Please print the entries below exactly, from the line with "CLI session reader" through the line with "impl SessionSource for", including both of those lines and leaving out all others.
DATA PROVIDED: Begin
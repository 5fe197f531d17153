//! Codex CLI session reader
//!
//! Data format: rollout files at ~/.codex/sessions/YYYY/MM/DD/rollout-*.jsonl.
//! Each line is an envelope {timestamp, type, payload}: session_meta
//! carries the session id and cwd, turn_context the model, response_item
//! the messages and function calls, event_msg the token counters. Patches
//! arrive as apply_patch calls whose argument is a multi-file textual
//! patch document.

use anyhow::{Context, Result};
use serde_json::Value;
use std::collections::HashMap;
use std::fs::File;
use std::io::{BufRead, BufReader};
use std::path::{Path, PathBuf};
use tracing::debug;
use walkdir::WalkDir;

use super::{derive_title, SessionSource, Source, SourceLocation};
use crate::diff::parse_patch;
use crate::raw::{FileRole, RawConversation, RawFile, RawMessage, RawTimestamp, RawToolCall, Role};

pub struct CodexSource {
    base_path: PathBuf,
}

impl CodexSource {
    pub fn new(custom_path: Option<PathBuf>) -> Self {
        let base_path = custom_path.unwrap_or_else(|| {
            let home = dirs::home_dir().unwrap_or_default();
            home.join(".codex/sessions")
        });
        Self { base_path }
    }
}

impl SessionSource for CodexSource {
    fn source(&self) -> Source {
        Source::Codex
    }

    fn description(&self) -> &str {
        "Codex CLI"
    }

    fn detect(&self) -> bool {
        self.base_path.exists()
    }

    fn discover(&self) -> Result<Vec<SourceLocation>> {
        let mut locations = vec![];

        if !self.base_path.exists() {
            return Ok(locations);
        }

        // Sessions are filed under YYYY/MM/DD; one location per day.
        for entry in WalkDir::new(&self.base_path)
            .min_depth(3)
            .max_depth(3)
            .into_iter()
            .filter_map(|e| e.ok())
        {
            if entry.file_type().is_dir() {
                locations.push(SourceLocation::new(
                    Source::Codex,
                    entry.path().to_path_buf(),
                ));
            }
        }

        Ok(locations)
    }

    fn extract(&self, location: &SourceLocation) -> Result<Vec<RawConversation>> {
        let mut conversations = vec![];

        let entries = std::fs::read_dir(&location.store_path)
            .with_context(|| format!("failed to read {}", location.store_path.display()))?;

        for file_entry in entries {
            let file_path = file_entry?.path();
            let is_rollout = file_path
                .file_name()
                .and_then(|n| n.to_str())
                .map(|n| n.starts_with("rollout-") && n.ends_with(".jsonl"))
                .unwrap_or(false);
            if !is_rollout {
                continue;
            }
            if let Some(conversation) = read_rollout(&file_path) {
                conversations.push(conversation);
            }
        }

        Ok(conversations)
    }
}

fn read_rollout(path: &Path) -> Option<RawConversation> {
    let Ok(file) = File::open(path) else {
        debug!(path = %path.display(), "rollout unreadable, treating as empty");
        return None;
    };
    let reader = BufReader::new(file);

    let mut entries: Vec<Value> = vec![];
    for line in reader.lines() {
        let Ok(line) = line else { break };
        if line.trim().is_empty() {
            continue;
        }
        match serde_json::from_str::<Value>(&line) {
            Ok(value) => entries.push(value),
            Err(_) => debug!(path = %path.display(), "dropping unparseable line"),
        }
    }
    if entries.is_empty() {
        return None;
    }

    // Output rows can precede their call row after retries; match by
    // call id over the whole file before building content.
    let outputs = collect_call_outputs(&entries);

    let mut conversation = RawConversation {
        session_id: path
            .file_stem()
            .and_then(|s| s.to_str())
            .unwrap_or("unknown")
            .to_string(),
        ..Default::default()
    };
    let mut fallback_title: Option<String> = None;

    for (idx, entry) in entries.iter().enumerate() {
        let entry_type = entry.get("type").and_then(|v| v.as_str()).unwrap_or("");
        let payload = entry.get("payload").unwrap_or(&Value::Null);
        let timestamp = entry
            .get("timestamp")
            .and_then(|v| v.as_str())
            .map(|s| RawTimestamp::Text(s.to_string()));

        match entry_type {
            "session_meta" => {
                if let Some(id) = payload.get("id").and_then(|v| v.as_str()) {
                    conversation.session_id = id.to_string();
                }
                if conversation.workspace_path.is_none() {
                    conversation.workspace_path = payload
                        .get("cwd")
                        .and_then(|v| v.as_str())
                        .map(String::from);
                }
                if conversation.git_branch.is_none() {
                    conversation.git_branch = payload
                        .pointer("/git/branch")
                        .and_then(|v| v.as_str())
                        .map(String::from);
                }
                if conversation.created_at.is_none() {
                    conversation.created_at = timestamp.clone();
                }
            }
            "turn_context" => {
                if conversation.model.is_none() {
                    conversation.model = payload
                        .get("model")
                        .and_then(|v| v.as_str())
                        .map(String::from);
                }
                if conversation.workspace_path.is_none() {
                    conversation.workspace_path = payload
                        .get("cwd")
                        .and_then(|v| v.as_str())
                        .map(String::from);
                }
            }
            "response_item" => {
                if let Some(message) = parse_response_item(payload, idx, timestamp, &outputs) {
                    if fallback_title.is_none()
                        && message.role == Role::User
                        && !message.is_internal
                        && !message.content.trim().is_empty()
                    {
                        fallback_title = Some(derive_title(&message.content));
                    }
                    conversation.messages.push(message);
                }
            }
            "event_msg" => {
                if payload.get("type").and_then(|v| v.as_str()) == Some("token_count") {
                    apply_token_count(payload, &mut conversation.messages);
                }
            }
            _ => {}
        }
    }

    if conversation.messages.is_empty() {
        return None;
    }
    if conversation.title.is_none() {
        conversation.title = fallback_title;
    }
    conversation.updated_at = conversation
        .messages
        .iter()
        .rev()
        .find_map(|m| m.timestamp.clone());

    Some(conversation)
}

fn collect_call_outputs(entries: &[Value]) -> HashMap<String, String> {
    let mut outputs = HashMap::new();
    for entry in entries {
        let payload = entry.get("payload").unwrap_or(&Value::Null);
        if payload.get("type").and_then(|v| v.as_str()) != Some("function_call_output") {
            continue;
        }
        let Some(call_id) = payload.get("call_id").and_then(|v| v.as_str()) else {
            continue;
        };
        let text = match payload.get("output") {
            Some(Value::String(s)) => s.clone(),
            Some(Value::Object(obj)) => obj
                .get("content")
                .and_then(|v| v.as_str())
                .unwrap_or_default()
                .to_string(),
            _ => String::new(),
        };
        outputs.entry(call_id.to_string()).or_insert(text);
    }
    outputs
}

fn parse_response_item(
    payload: &Value,
    idx: usize,
    timestamp: Option<RawTimestamp>,
    outputs: &HashMap<String, String>,
) -> Option<RawMessage> {
    let item_type = payload.get("type").and_then(|v| v.as_str())?;

    match item_type {
        "message" => {
            let role = match payload.get("role").and_then(|v| v.as_str()) {
                Some("user") => Role::User,
                Some("assistant") => Role::Assistant,
                Some("system") => Role::System,
                _ => return None,
            };
            let content = extract_item_text(payload.get("content"));
            // Injected context wrappers are plumbing, not user input.
            let is_internal = role == Role::User
                && (content.starts_with("<environment_context>")
                    || content.starts_with("<user_instructions>"));
            Some(RawMessage {
                id: idx.to_string(),
                role,
                content,
                timestamp,
                is_internal,
                ..Default::default()
            })
        }
        "function_call" => {
            let name = payload
                .get("name")
                .and_then(|v| v.as_str())
                .unwrap_or("unknown")
                .to_string();
            let arguments = payload
                .get("arguments")
                .and_then(|v| v.as_str())
                .unwrap_or("")
                .to_string();
            let call_id = payload
                .get("call_id")
                .and_then(|v| v.as_str())
                .unwrap_or("")
                .to_string();
            let output = outputs.get(&call_id).cloned();

            // A tool-only entry: no renderable text, but stats and edits
            // propagate to the preceding visible assistant message.
            let mut message = RawMessage {
                id: idx.to_string(),
                role: Role::Assistant,
                content: String::new(),
                timestamp,
                ..Default::default()
            };

            if let Some(patch) = patch_document(&name, &arguments) {
                for edit in parse_patch(&patch) {
                    if !message.files.iter().any(|f| f.path == edit.path) {
                        message.files.push(RawFile {
                            path: edit.path.clone(),
                            role: FileRole::Edited,
                        });
                    }
                    message.file_edits.push(edit);
                }
            }

            message.tool_calls.push(RawToolCall {
                call_id,
                tool_name: name,
                input: arguments,
                output,
                file_path: None,
            });
            Some(message)
        }
        _ => None,
    }
}

fn extract_item_text(content: Option<&Value>) -> String {
    match content {
        Some(Value::String(s)) => s.clone(),
        Some(Value::Array(parts)) => parts
            .iter()
            .filter(|p| {
                matches!(
                    p.get("type").and_then(|t| t.as_str()),
                    Some("input_text") | Some("output_text") | Some("text")
                )
            })
            .filter_map(|p| p.get("text").and_then(|t| t.as_str()))
            .collect::<Vec<_>>()
            .join("\n\n"),
        _ => String::new(),
    }
}

/// Pull the patch document out of an apply_patch call, whichever of the
/// two argument shapes it used: a dedicated tool ({"input": patch} or the
/// bare patch string) or a shell exec ({"command": ["apply_patch", patch]}).
fn patch_document(tool_name: &str, arguments: &str) -> Option<String> {
    let parsed: Option<Value> = serde_json::from_str(arguments).ok();

    if tool_name == "apply_patch" {
        if let Some(parsed) = &parsed {
            if let Some(input) = parsed.get("input").and_then(|v| v.as_str()) {
                return Some(input.to_string());
            }
        }
        if arguments.contains("*** Begin Patch") {
            return Some(arguments.to_string());
        }
        return None;
    }

    if tool_name == "shell" || tool_name == "local_shell" {
        let parsed = parsed?;
        let command = parsed.get("command")?.as_array()?;
        if command.first().and_then(|v| v.as_str()) == Some("apply_patch") {
            return command.get(1).and_then(|v| v.as_str()).map(String::from);
        }
    }

    None
}

/// Token counters arrive as separate events; the usage belongs to the
/// API call behind the nearest preceding assistant entry. Events arriving
/// before any assistant entry are dropped.
fn apply_token_count(payload: &Value, messages: &mut [RawMessage]) {
    let Some(usage) = payload
        .pointer("/info/last_token_usage")
        .or_else(|| payload.get("last_token_usage"))
    else {
        return;
    };
    let Some(target) = messages
        .iter_mut()
        .rev()
        .find(|m| m.role == Role::Assistant)
    else {
        return;
    };
    if target.input_tokens.is_none() {
        target.input_tokens = usage.get("input_tokens").and_then(|v| v.as_u64());
    }
    if target.output_tokens.is_none() {
        target.output_tokens = usage.get("output_tokens").and_then(|v| v.as_u64());
    }
    if target.cache_read_tokens.is_none() {
        target.cache_read_tokens = usage.get("cached_input_tokens").and_then(|v| v.as_u64());
    }
}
DATA PROVIDED: End
ANSWER BELOW →
//! Codex CLI session reader
//!
//! Data format: rollout files at ~/.codex/sessions/YYYY/MM/DD/rollout-*.jsonl.
//! Each line is an envelope {timestamp, type, payload}: session_meta
//! carries the session id and cwd, turn_context the model, response_item
//! the messages and function calls, event_msg the token counters. Patches
//! arrive as apply_patch calls whose argument is a multi-file textual
//! patch document.

use anyhow::{Context, Result};
use serde_json::Value;
use std::collections::HashMap;
use std::fs::File;
use std::io::{BufRead, BufReader};
use std::path::{Path, PathBuf};
use tracing::debug;
use walkdir::WalkDir;

use super::{derive_title, SessionSource, Source, SourceLocation};
use crate::diff::parse_patch;
use crate::raw::{FileRole, RawConversation, RawFile, RawMessage, RawTimestamp, RawToolCall, Role};

pub struct CodexSource {
    base_path: PathBuf,
}

impl CodexSource {
    pub fn new(custom_path: Option<PathBuf>) -> Self {
        let base_path = custom_path.unwrap_or_else(|| {
            let home = dirs::home_dir().unwrap_or_default();
            home.join(".codex/sessions")
        });
        Self { base_path }
    }
}

impl SessionSource for CodexSource {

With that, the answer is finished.